Moreover, on restart/reload of the project, I note that the 'Preferences-Control Surfaces->Generic Midi settings windw has the ‘Edit the selected protocol (it must me enabled first)’ button greyed out, even though it is selected with a tick in the Generic Midi window above. Also the bindings to the Alsa Midi port are not being automatically recreated on restart/reload (ie they are neither working nor showing up in the Midi Connections editing window). These need to be manually repatched in that window on every reload of a project, but other midi connections are reloaded properly.
I will upgrade to the latest Ardour and try again.
Ardour6.2.0 (built using 6.2 and GCC version 6.3.0 20170516)
5.5.17-200.fc31.x86_64 #1 SMP Mon Apr 13 15:29:42 UTC 2020 x86_64 x86_64 x86_64 GNU/Linux
I have the same problem in Mixbus (7.2, happened in 7.1 too). It doesn’t always happen so it’s difficult to replicate to pin down the cause. It seems to only happen if the session has been open for a good length of time, but I’m not sure if that’s always the case.
I too get the “butler drops pool trash” in the terminal window and after that one or more “munlock” lines which are the final messages when the hang is happening.
I’m using a Generic MIDI control surface too. It’s a fairly recent addition, as are the hangs, but I don’t know if the hangs definitely started after the surface was added. I also started using some new plugins in that time, e.g. Guitarix and convolvers.
I have compiled Ardour and, with my fresh build, get that problem about 50 percent of the time. I should get time to track down the problem next week and then be able to suggest a patch or work around. It is certainly really annoying.
This is not normal. What backend are you using? JACK? Does Ardour also stall if you do not use JACK?
JACK, yes. I will try with ALSA but I don’t know how quickly I’ll be able to reach any conclusion.

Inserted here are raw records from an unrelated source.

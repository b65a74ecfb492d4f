//! JSON API handlers for the replay server.
//!
//! Each handler reads the fixture file fresh and returns a
//! `Response<Cursor<Vec<u8>>>` with JSON content.

use std::fs;
use std::io::Cursor;
use std::path::Path;

use anyhow::{Context, Result};
use serde::{Deserialize, Serialize};
use tiny_http::{Response, StatusCode};

use crate::data::{DetailRecord, SummaryPoint};

use super::{content_type_json, error_response};

// ---------------------------------------------------------------------------
// Fixture file
// ---------------------------------------------------------------------------

/// Contents of a replay fixture file.
///
/// ```json
/// { "summary": [ {"timestamp": ..., "max_temp": ..., "min_temp": ...} ],
///   "details": [ {"filename": ..., "stats": {...}, "matrices": {...}} ] }
/// ```
///
/// `summary[i]` and `details[i]` describe the same dataset.
#[derive(Debug, Clone, Default, Serialize, Deserialize)]
pub struct Fixture {
    #[serde(default)]
    pub summary: Vec<SummaryPoint>,
    #[serde(default)]
    pub details: Vec<DetailRecord>,
}

impl Fixture {
    /// Read and parse a fixture file.
    pub fn load(path: &Path) -> Result<Self> {
        let content = fs::read_to_string(path)
            .with_context(|| format!("failed to read fixture {}", path.display()))?;
        let fixture: Self = serde_json::from_str(&content)
            .with_context(|| format!("invalid fixture JSON in {}", path.display()))?;

        if fixture.summary.len() != fixture.details.len() {
            tracing::warn!(
                summary = fixture.summary.len(),
                details = fixture.details.len(),
                "fixture summary and details differ in length"
            );
        }
        Ok(fixture)
    }
}

// ---------------------------------------------------------------------------
// Helpers
// ---------------------------------------------------------------------------

/// Build a JSON success response.
fn json_response<T: Serialize>(data: &T) -> Result<Response<Cursor<Vec<u8>>>> {
    let body = serde_json::to_string(data).context("failed to serialize JSON response")?;
    Ok(Response::from_data(body.into_bytes())
        .with_header(content_type_json())
        .with_status_code(StatusCode(200)))
}

// ---------------------------------------------------------------------------
// API Handlers
// ---------------------------------------------------------------------------

/// `GET /api/data/summary`: every summary point, in fixture order.
pub fn get_summary(fixture: &Path) -> Result<Response<Cursor<Vec<u8>>>> {
    let fixture = Fixture::load(fixture)?;
    json_response(&fixture.summary)
}

/// `GET /api/data/detail/{index}`: one detail record, or 404.
pub fn get_detail(fixture: &Path, index: usize) -> Result<Response<Cursor<Vec<u8>>>> {
    let fixture = Fixture::load(fixture)?;
    match fixture.details.get(index) {
        Some(detail) => json_response(detail),
        None => Ok(error_response(404, &format!("dataset {index} not found"))),
    }
}

// ---------------------------------------------------------------------------
// Tests
// ---------------------------------------------------------------------------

I was trying to make the problem happen the other day - to see if not having the MIDI controller connected made any difference - and, naturally, I couldn’t get the problem to happen at all.
I may have tracked down the session close hang to a mutex operation in the generic midi control surface destructor code. The backtrace is below. This is with alsa on ardour 6.9. I’ll try to find the bug and then raise it on the bug tracker since that may be the more appropriate place.
DJG
#0 0x00007ffff33a61bd in syscall () at /lib64/libc.so.6 #1 0x00007ffff52d21dc in g_mutex_lock_slowpath (mutex=0xec8bab8) at …/glib/gthread-posix.c:1340 #2 0x00000000007361b2 in Glib::Threads::Mutex::Lock(Glib::Threads::Mutex&) (this=0x7fffffffa2f0, mutex=…)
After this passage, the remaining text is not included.